Opened 7 years ago

Last modified 7 years ago

#11221 new Bug Report - General

The use of OpenAndUnlink() in mainserver.cpp::DeleteFile() prevents the use of CIFS

Reported by: dargllun@… Owned by:
Priority: minor Milestone: unknown
Component: MythTV - General Version: 0.26-fixes
Severity: medium Keywords:
Cc: Ticket locked: no

Description

CIFS's implementation of unlink() fails with EBUSY if the file is still open. This is no bug of CIFS, but an intended limitation done in favour of consistent behaviour. So when a file is really to be deleted, the pattern open->unlink should be avoided. A work around for this is to use NFS, but CIFS should be supported as well. Especially when using a NAS, the concurrent use of multiple mount file systems to access the same resource is prone to cause major headaches with file permissions, and also is an additional maintenance burden.

Change History (2)

comment:1 Changed 7 years ago by mtdean@…

Users of CIFS file systems should not enable the setting:

Delete files slowly
Some filesystems use a lot of resources when deleting large files. If enabled, this option makes MythTV delete files slowly on this backend to lessen the impact.

because CIFS does not support the open and unlink behavior used (only) when "Delete files slowly" is enabled.

comment:2 Changed 7 years ago by dargllun@…

The bug happens regardless of the "Delete files slowly" setting. Looking into the source code confirms this has no relevance here.

Please also note that unlink(2) returning EBUSY is perfectly legal, quoting from the man page:

EBUSY

The file pathname cannot be unlinked because it is being used by the system or another process; for example, it is a mount point or the NFS client software created it to represent an active but otherwise nameless inode ("NFS silly renamed").

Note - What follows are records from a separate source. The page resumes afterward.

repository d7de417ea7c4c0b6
//! HTTP middleware

pub mod metrics;
//! Category entity

use sea_orm::entity::prelude::*;
use serde::{Deserialize, Serialize};

#[derive(Clone, Debug, PartialEq, Eq, DeriveEntityModel, Serialize, Deserialize)]
#[sea_orm(table_name = "categorias")]
pub struct Model {
    #[sea_orm(primary_key)]
    pub id: i32,

    #[sea_orm(column_name = "nombre", unique)]
    pub name: String,
}

#[derive(Copy, Clone, Debug, EnumIter, DeriveRelation)]
pub enum Relation {
    #[sea_orm(has_many = "super::recipe::Entity")]
    Recipes,
}

impl Related<super::recipe::Entity> for Entity {
    fn to() -> RelationDef {
        Relation::Recipes.def()
    }
}

impl ActiveModelBehavior for ActiveModel {}
//! API handlers module

pub mod categories;
pub mod health;
pub mod pages;
pub mod recipes;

One certainly can't help if some other process has an open FD on a file one wants to unlink() but open()ing it without need seems a bit like asking for trouble. To be honest I was very surprised to learn all this, because I've known the open-unlink pattern for a long time and was convinced this is standard UNIX. But after all it seems to just be widely available with many file systems, but in no way being a feature you can take for granted. So defensive code should probably not rely on it.